I Am The Storm

The Devil whispered in my ear, "You're not strong enough to withstand the storm." Today, I whispered in the Devil's ear, "I am the storm."

A friend of mine tagged me in this post recently and I loved it.

The Devil whispered in my ear,

Today, I woke up feeling quite snarky.  I started and deleted several Facebook updates before I finally walked away from my favorite social media site for the day.  It was a good  plan and I had a good day.

I’ve been participating in a Vibe Shifting Bootcamp this month.  For those of you who are curious about what the hell I’m doing – this is Law of Attraction (remember The Secret?) talk for lifting my energy, my vibe.
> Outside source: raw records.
/// Summing an iterator of Money values (cart totals, report accumulators).
impl Sum for Money {
    fn sum<I: Iterator<Item = Money>>(iter: I) -> Self {
        iter.fold(Money::zero(), Add::add)
    }
}

// =============================================================================
// Unit Tests
// =============================================================================

#[cfg(test)]
mod tests {
    use super::*;

    #[test]
    fn test_from_cents() {
        let money = Money::from_cents(1850);
        assert_eq!(money.cents(), 1850);
        assert_eq!(money.reais(), 18);
        assert_eq!(money.cents_part(), 50);
    }

    #[test]
    fn test_from_major_minor() {
        let money = Money::from_major_minor(18, 50);
        assert_eq!(money.cents(), 1850);

        let negative = Money::from_major_minor(-5, 50);
        assert_eq!(negative.cents(), -550);
    }

    #[test]
    fn test_display() {
        assert_eq!(format!("{}", Money::from_cents(1850)), "R$ 18.50");
        assert_eq!(format!("{}", Money::from_cents(500)), "R$ 5.00");
        assert_eq!(format!("{}", Money::from_cents(-550)), "-R$ 5.50");
        assert_eq!(format!("{}", Money::from_cents(0)), "R$ 0.00");
    }

    #[test]
    fn test_arithmetic() {
        let a = Money::from_cents(1000);
        let b = Money::from_cents(500);

        assert_eq!((a + b).cents(), 1500);
        assert_eq!((a - b).cents(), 500);
        let result: Money = a * 3;
        assert_eq!(result.cents(), 3000);
    }

    #[test]
    fn test_sum() {
        let total: Money = [100, 250, 399]
            .iter()
            .map(|c| Money::from_cents(*c))
            .sum();
        assert_eq!(total.cents(), 749);
    }

    #[test]
    fn test_parse() {
        assert_eq!("18.50".parse::<Money>().unwrap().cents(), 1850);
        assert_eq!("18,50".parse::<Money>().unwrap().cents(), 1850);
        assert_eq!("18".parse::<Money>().unwrap().cents(), 1800);
        assert_eq!("R$ 18.50".parse::<Money>().unwrap().cents(), 1850);
        assert_eq!("0.5".parse::<Money>().unwrap().cents(), 50);
        assert_eq!(".50".parse::<Money>().unwrap().cents(), 50);
        assert_eq!("-3.25".parse::<Money>().unwrap().cents(), -325);

        assert!("abc".parse::<Money>().is_err());
        assert!("1.2.3".parse::<Money>().is_err());
        assert!("1.234".parse::<Money>().is_err());
        assert!("".parse::<Money>().is_err());
    }

    #[test]
    fn test_scale_weighed_line() {
        // R$ 18.50/kg × 2 kg = R$ 37.00
        let per_kg = Money::from_cents(1850);
        assert_eq!(per_kg.scale(2.0).cents(), 3700);

        // R$ 18.50/kg × 0.5405405 kg rounds back to the tendered R$ 10.00
        assert_eq!(per_kg.scale(10.0 / 18.5).cents(), 1000);
    }

    #[test]
    fn test_fee_calculation() {
        // R$ 100.00 at 1.9% = R$ 1.90
        let amount = Money::from_cents(10000);
        assert_eq!(amount.calculate_fee(FeeRate::from_bps(190)).cents(), 190);

        // R$ 18.50 at 3.5% = R$ 0.6475 → R$ 0.65 (rounded)
        let amount = Money::from_cents(1850);
        assert_eq!(amount.calculate_fee(FeeRate::from_bps(350)).cents(), 65);

        // Zero-fee methods (Dinheiro, Pix)
        assert_eq!(amount.calculate_fee(FeeRate::zero()).cents(), 0);
    }

    #[test]
    fn test_prorate() {
        let total = Money::from_cents(3700);
        let paid = Money::from_cents(4000);

        // A R$ 40.00 tender on a R$ 37.00 sale settles the whole total
        assert_eq!(total.prorate(paid, paid).cents(), 3700);

        // Half-and-half split settles half each
        let half = Money::from_cents(2000);
        assert_eq!(total.prorate(half, paid).cents(), 1850);

        // Degenerate whole
        assert_eq!(total.prorate(half, Money::zero()).cents(), 0);
    }

    #[test]
    fn test_prorate_splits_cover_total() {
        // 30 + 10 tendered on a 37.00 sale: shares are 27.75 + 9.25 = 37.00
        let total = Money::from_cents(3700);
        let paid = Money::from_cents(4000);
        let a = total.prorate(Money::from_cents(3000), paid);
        let b = total.prorate(Money::from_cents(1000), paid);
        assert_eq!(a.cents(), 2775);
        assert_eq!(b.cents(), 925);
        assert_eq!((a + b).cents(), total.cents());
    }

    #[test]
    fn test_zero_and_checks() {
        let zero = Money::zero();
        assert!(zero.is_zero());
        assert!(!zero.is_positive());
        assert!(!zero.is_negative());

        let positive = Money::from_cents(100);
        assert!(positive.is_positive());

        let negative = Money::from_cents(-100);
        assert!(negative.is_negative());
        assert_eq!(negative.max_zero().cents(), 0);
        assert_eq!(positive.max_zero().cents(), 100);
    }

    /// Critical test: Verify that R$ 10.00 / 3 × 3 behaves as expected.
    /// This documents the intentional precision loss.
    #[test]
    fn test_division_precision_loss_documented() {
        let ten = Money::from_cents(1000);
        let one_third = Money::from_cents(1000 / 3); // 333 centavos
        let reconstructed: Money = one_third * 3; // 999 centavos

        assert_eq!(reconstructed.cents(), 999);
        let lost = ten - reconstructed;
        assert_eq!(lost.cents(), 1);
    }
}
//! # Pawshop Register Entry Point
//!
//! Binary wrapper; the actual bootstrap lives in lib.rs for testability.

use std::process;

fn main() {
    if let Err(e) = pawshop_register::run() {
        eprintln!("pawshop-register: {}", e);
        process::exit(1);
    }
}
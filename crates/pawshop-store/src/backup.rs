//! # Backup
//!
//! Whole-state export and restore as a single JSON document.
//!
//! ## Semantics
//! ```text
//! ┌─────────────────────────────────────────────────────────────────────────┐
//! │  EXPORT: snapshot of every business collection + the sale counter       │
//! │          (credentials and the login session are NOT exported)           │
//! │                                                                         │
//! │  IMPORT: full overwrite, no merge. Whatever was in the store before    │
//! │          is gone. The caller gates this behind a confirmation.         │
//! └─────────────────────────────────────────────────────────────────────────┘
//! ```
//!
//! A field missing from the document restores as that collection's empty
//! default rather than failing - older backups stay importable.

use chrono::{DateTime, Utc};
use serde::{Deserialize, Serialize};
use tracing::info;

use pawshop_core::state::default_payment_methods;
use pawshop_core::types::{CompanyInfo, Customer, PaymentMethod, Product, Sale};

use crate::error::{StoreError, StoreResult};
use crate::store::{keys, Store};

/// The single-document backup format.
#[derive(Debug, Clone, Serialize, Deserialize)]
#[serde(rename_all = "camelCase")]
pub struct BackupDocument {
    #[serde(default)]
    pub products: Vec<Product>,
    #[serde(default)]
    pub sales: Vec<Sale>,
    #[serde(default)]
    pub customers: Vec<Customer>,
    #[serde(default = "default_payment_methods")]
    pub payments: Vec<PaymentMethod>,
    #[serde(default)]
    pub company: CompanyInfo,
    #[serde(default = "default_next_sale_number")]
    pub next_sale_number: u64,
    /// When the backup was taken.
    pub date: DateTime<Utc>,
}

fn default_next_sale_number() -> u64 {
    1
}

/// Serializes the whole persisted state to one JSON document.
pub fn export_backup(store: &Store, now: DateTime<Utc>) -> StoreResult<String> {
    let document = BackupDocument {
        products: store.products().all(),
        sales: store.sales().all(),
        customers: store.customers().all(),
        payments: store.settings().payment_methods(),
        company: store.settings().company(),
        next_sale_number: store.sales().next_sale_number(),
        date: now,
    };

    info!(
        products = document.products.len(),
        sales = document.sales.len(),
        "Backup exported"
    );
    Ok(serde_json::to_string_pretty(&document)?)
}

/// Restores a backup document wholesale, overwriting every collection.
///
/// Unconditional once called - the "this will erase current data"
/// confirmation belongs to the caller.
pub fn import_backup(store: &Store, raw: &str) -> StoreResult<BackupDocument> {
    let document: BackupDocument =
        serde_json::from_str(raw).map_err(|e| StoreError::InvalidBackup(e.to_string()))?;

    store.save(keys::PRODUCTS, &document.products)?;
    store.save(keys::SALES, &document.sales)?;
    store.save(keys::CUSTOMERS, &document.customers)?;
    store.save(keys::PAYMENT_METHODS, &document.payments)?;
    store.save(keys::COMPANY, &document.company)?;
    store.save(keys::NEXT_SALE_NUMBER, &document.next_sale_number)?;

    info!(
        products = document.products.len(),
        sales = document.sales.len(),
        date = %document.date,
        "Backup restored (full overwrite)"
    );
    Ok(document)
}

// =============================================================================
// Unit Tests
// =============================================================================

#[cfg(test)]
mod tests {
    use super::*;
    use pawshop_core::types::UnitType;

    fn sample_product() -> Product {
        Product {
            id: "1".to_string(),
            code: "RAC-KG".to_string(),
            name: "Ração Granel".to_string(),
            category: "Ração".to_string(),
            subgroup: None,
            cost_price_cents: 1200,
            price_cents: 1850,
            stock: 50.0,
            unit_type: UnitType::Kg,
            color: None,
        }
    }

    #[test]
    fn test_export_import_round_trip() {
        let source = Store::in_memory();
        source.products().upsert(sample_product()).unwrap();
        source.sales().set_next_sale_number(42).unwrap();

        let json = export_backup(&source, Utc::now()).unwrap();

        let target = Store::in_memory();
        // target has unrelated data that must be overwritten
        let mut other = sample_product();
        other.id = "other".to_string();
        other.code = "OTHER".to_string();
        target.products().upsert(other).unwrap();

        let document = import_backup(&target, &json).unwrap();
        assert_eq!(document.products.len(), 1);

        let products = target.products().all();
        assert_eq!(products.len(), 1);
        assert_eq!(products[0].code, "RAC-KG");
        assert_eq!(target.sales().next_sale_number(), 42);
    }

    #[test]
    fn test_import_rejects_malformed_document() {
        let store = Store::in_memory();
        let err = import_backup(&store, "{ nope").unwrap_err();
        assert!(matches!(err, StoreError::InvalidBackup(_)));
        // nothing was written
        assert!(store.products().all().is_empty());
    }

    #[test]
    fn test_import_tolerates_missing_collections() {
        let store = Store::in_memory();
        let json = r#"{"products": [], "date": "2026-03-14T12:00:00Z"}"#;

        let document = import_backup(&store, json).unwrap();
        assert!(document.sales.is_empty());
        assert_eq!(document.next_sale_number, 1);
        assert_eq!(document.payments.len(), 4);
    }
}
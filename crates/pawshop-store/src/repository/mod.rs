//! # Repositories
//!
//! Per-collection operations over the key-value store. Each repository
//! load-modifies-saves its whole collection; with a single local operator
//! that unit-of-work granularity is the concurrency model (see the
//! crate-level notes in `backend`).

pub mod customer;
pub mod product;
pub mod sale;
pub mod settings;
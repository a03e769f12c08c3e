//! # Settings Repository
//!
//! Payment-method configuration, company identity and the credential list.
//!
//! Fee changes here only affect FUTURE sales: committed sales carry their
//! own fee snapshots and are never rewritten.

use tracing::{debug, info};
use uuid::Uuid;

use pawshop_core::state::default_payment_methods;
use pawshop_core::types::{CompanyInfo, Credential, PaymentMethod};
use pawshop_core::validation::{validate_fee_bps, validate_name, validate_password};

use crate::error::{StoreError, StoreResult};
use crate::store::{keys, Store};

/// Repository for configuration entities.
#[derive(Debug, Clone)]
pub struct SettingsRepository {
    store: Store,
}

impl SettingsRepository {
    /// Creates a new SettingsRepository.
    pub fn new(store: Store) -> Self {
        SettingsRepository { store }
    }

    // -------------------------------------------------------------------------
    // Payment methods
    // -------------------------------------------------------------------------

    /// Returns the configured payment methods (seeded set on first run).
    pub fn payment_methods(&self) -> Vec<PaymentMethod> {
        self.store
            .load_with(keys::PAYMENT_METHODS, default_payment_methods)
    }

    /// Adds a payment method and returns it.
    pub fn add_payment_method(&self, name: &str, fee_bps: u32) -> StoreResult<PaymentMethod> {
        validate_name("name", name)?;
        validate_fee_bps(fee_bps)?;

        let method = PaymentMethod {
            id: Uuid::new_v4().to_string(),
            name: name.trim().to_string(),
            icon: "💰".to_string(),
            fee_bps,
        };

        let mut methods = self.payment_methods();
        methods.push(method.clone());
        self.store.save(keys::PAYMENT_METHODS, &methods)?;

        info!(id = %method.id, name = %method.name, fee_bps, "Payment method added");
        Ok(method)
    }

    /// Removes a payment method. Sales that used it keep its name snapshot;
    /// open checkouts referencing it fall back to the zero-fee sentinel.
    pub fn remove_payment_method(&self, id: &str) -> StoreResult<()> {
        let mut methods = self.payment_methods();
        let before = methods.len();
        methods.retain(|m| m.id != id);
        if methods.len() == before {
            return Err(StoreError::not_found("Payment method", id));
        }

        debug!(id, "Payment method removed");
        self.store.save(keys::PAYMENT_METHODS, &methods)
    }

    /// Updates a method's fee rate (applies to future sales only).
    pub fn set_payment_method_fee(&self, id: &str, fee_bps: u32) -> StoreResult<()> {
        validate_fee_bps(fee_bps)?;

        let mut methods = self.payment_methods();
        let method = methods
            .iter_mut()
            .find(|m| m.id == id)
            .ok_or_else(|| StoreError::not_found("Payment method", id))?;

        debug!(id, fee_bps, "Payment method fee updated");
        method.fee_bps = fee_bps;
        self.store.save(keys::PAYMENT_METHODS, &methods)
    }

    // -------------------------------------------------------------------------
    // Company info
    // -------------------------------------------------------------------------

    /// Returns the company identity printed on receipts.
    pub fn company(&self) -> CompanyInfo {
        self.store.load_company()
    }

    /// Replaces the company identity (edit-in-place form).
    pub fn save_company(&self, company: &CompanyInfo) -> StoreResult<()> {
        validate_name("name", &company.name)?;
        self.store.save(keys::COMPANY, company)
    }

    // -------------------------------------------------------------------------
    // Credentials
    // -------------------------------------------------------------------------

    /// Returns the stored credential list.
    pub fn users(&self) -> Vec<Credential> {
        self.store.load_users()
    }

    /// Registers a user. Password policy: minimum length plus a matching
    /// confirmation. Usernames are unique.
    pub fn register_user(
        &self,
        username: &str,
        password: &str,
        confirmation: &str,
    ) -> StoreResult<()> {
        validate_name("username", username)?;
        validate_password(password, confirmation)?;

        let mut users = self.users();
        if users.iter().any(|u| u.username == username) {
            return Err(StoreError::duplicate("username", username));
        }

        users.push(Credential {
            username: username.to_string(),
            password: password.to_string(),
        });
        self.store.save(keys::USERS, &users)?;

        info!(username, "User registered");
        Ok(())
    }
}

// =============================================================================
// Unit Tests
// =============================================================================

#[cfg(test)]
mod tests {
    use super::*;

    #[test]
    fn test_payment_methods_seeded_then_mutable() {
        let store = Store::in_memory();
        let repo = store.settings();

        assert_eq!(repo.payment_methods().len(), 4);

        let method = repo.add_payment_method("Vale Pet", 250).unwrap();
        assert_eq!(repo.payment_methods().len(), 5);

        repo.set_payment_method_fee(&method.id, 300).unwrap();
        let methods = repo.payment_methods();
        let updated = methods.iter().find(|m| m.id == method.id).unwrap();
        assert_eq!(updated.fee_bps, 300);

        repo.remove_payment_method(&method.id).unwrap();
        assert_eq!(repo.payment_methods().len(), 4);
        assert!(matches!(
            repo.remove_payment_method(&method.id).unwrap_err(),
            StoreError::NotFound { .. }
        ));
    }

    #[test]
    fn test_fee_bounds_enforced() {
        let store = Store::in_memory();
        let repo = store.settings();

        assert!(repo.add_payment_method("Cartão Loja", 10001).is_err());
    }

    #[test]
    fn test_company_round_trip() {
        let store = Store::in_memory();
        let repo = store.settings();

        let mut company = repo.company();
        company.name = "Pawshop Pet & Ração".to_string();
        repo.save_company(&company).unwrap();

        assert_eq!(repo.company().name, "Pawshop Pet & Ração");
    }

    #[test]
    fn test_register_user_rules() {
        let store = Store::in_memory();
        let repo = store.settings();

        repo.register_user("admin", "segredo", "segredo").unwrap();
        assert_eq!(repo.users().len(), 1);

        // short password
        assert!(repo.register_user("outro", "abc", "abc").is_err());
        // mismatched confirmation
        assert!(repo.register_user("outro", "segredo", "segred0").is_err());
        // duplicate username
        assert!(matches!(
            repo.register_user("admin", "segredo", "segredo").unwrap_err(),
            StoreError::Duplicate { .. }
        ));
    }
}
Law of Attraction = I’m Rubber, You’re Glue

According to the Law of Attraction, we attract what we think about and what we give energy too.  Have you ever had one of those days when nothing was going right?  Have you ever thought about what you were thinking about?  Whenever I have one of those days, you can bet that I’ve been bitching in my head, practicing conversations with someone I’m having a conflict with, generally being an ungrateful beeotch about my life.

This isn’t a way to live, especially when you live with depression.

So I’ve been doing daily things to life my vibration and lead a more positive life:

  • List 10 things I’m thankful for each morning.
  • List “Today’s Wins” at the end of the day.
  • Ask people “what funny thing happened today?” instead of “how are you?”
  • Be thankful for every penny I pick up, every sponsor I land, and every bill I pay.
  • I don’t indulge in negative self-talk about myself or others.

I’ve seen the difference.

I no longer have a lot of drama in my life and when I do, it’s humorous instead of infuriating.  My blog is gaining ground and more opportunities are coming my way.  I’m having a blast at work.  And my home life is fantastic.

People who have caused me problems in the past have slowly drifted away, making room for awesome new friends.

This shit works.

That Was a Strange Dream

This week, I had two strange dreams and I’m curious if all this woo woo, positive crap is causing my subconscious to vomit up some old rage.

Dream #1 – I Beat the Crap Out of Someone

In my first dream, I beat the crap out of someone.  I lost my mind and beat them down on the ground and when they weren’t moving, I didn’t stop.  I grabbed something and continued beating them.  In the dream, everyone witnessing my special level of crazy felt that I was justified at first, but then they got freaked out and started driving away.  And I stood there with my weapon, covered in blood.

Dream #2 – I Got into a Screaming Match with Someone

I don’t know how it started. I just remember a conversation (don’t remember about what) spun out of control and I was screaming at someone who was screaming back.  Like in the first dream, everyone witnessing my tirade was on my side at first and then it just got weird and they walked way.

Dream #3 – My Stepfather Told me What He Thought of Me

My mother’s husband no longer speaks to me.  Something happened when I was in Nashville last year.  I was supposed to meet my parents for dinner when an opportunity came up; I asked if my mom if she would mind if we met for breakfast instead and she was fine.  Two hours later, I received a text message that they were leaving.  I never found out what happened, but my stepfather never spoke to me again and he blocked my number.

I finally got the balls to ask my mom what she said to him, but she never responded and is not speaking to me (again).

In the dream, he came to my house and told me that he stopped speaking to me because I had developed a big head and thought I was better than everyone and he couldn’t deal with my arrogance.  I was completely confused and demanded examples, but never got any.

Dream #4 (last night) – I Was a Bitch to the Step Son’s Girlfriend’s Cousin

Several of us were in the kitchen when I suddenly noticed how much weight my step son’s girlfriend had gained.  Turned out that this was the girlfriend’s cousin – they looked like Twins like in 70s shows, remember when the cousin was identical?  I nearly said something about her weight (are you pregnant?) when I realized it wasn’t her.  She made a snarky comment in response to my facial expression (I don’t have a poker face) and I was a complete bitch back to her.

In this dream, I backed up and apologized.  No blood, no screaming.

At the end of my dreams (in the dream), I had the thought “wow, that spun out of control really fast” before waking up.

I don’t wake up in a bad mood, just relieved and baffled.  There are some unresolved issues in my life, but nothing that would lead to me replicating a scene from Carrie.

I Am the Storm

In the past, I would obsess about the dreams, read dream interpretation sites, and worry that something bad was coming.  Today, I just figured I got some anger out while getting a good night’s sleep.  Maybe it’s all the work I’m doing that brought about the dreams.  Or maybe all the work is helping move past the dreams.

Whatever is going on, I’m not worried about the storm may be coming, because…

I am the storm.

Or maybe I need to cut back on the sweets.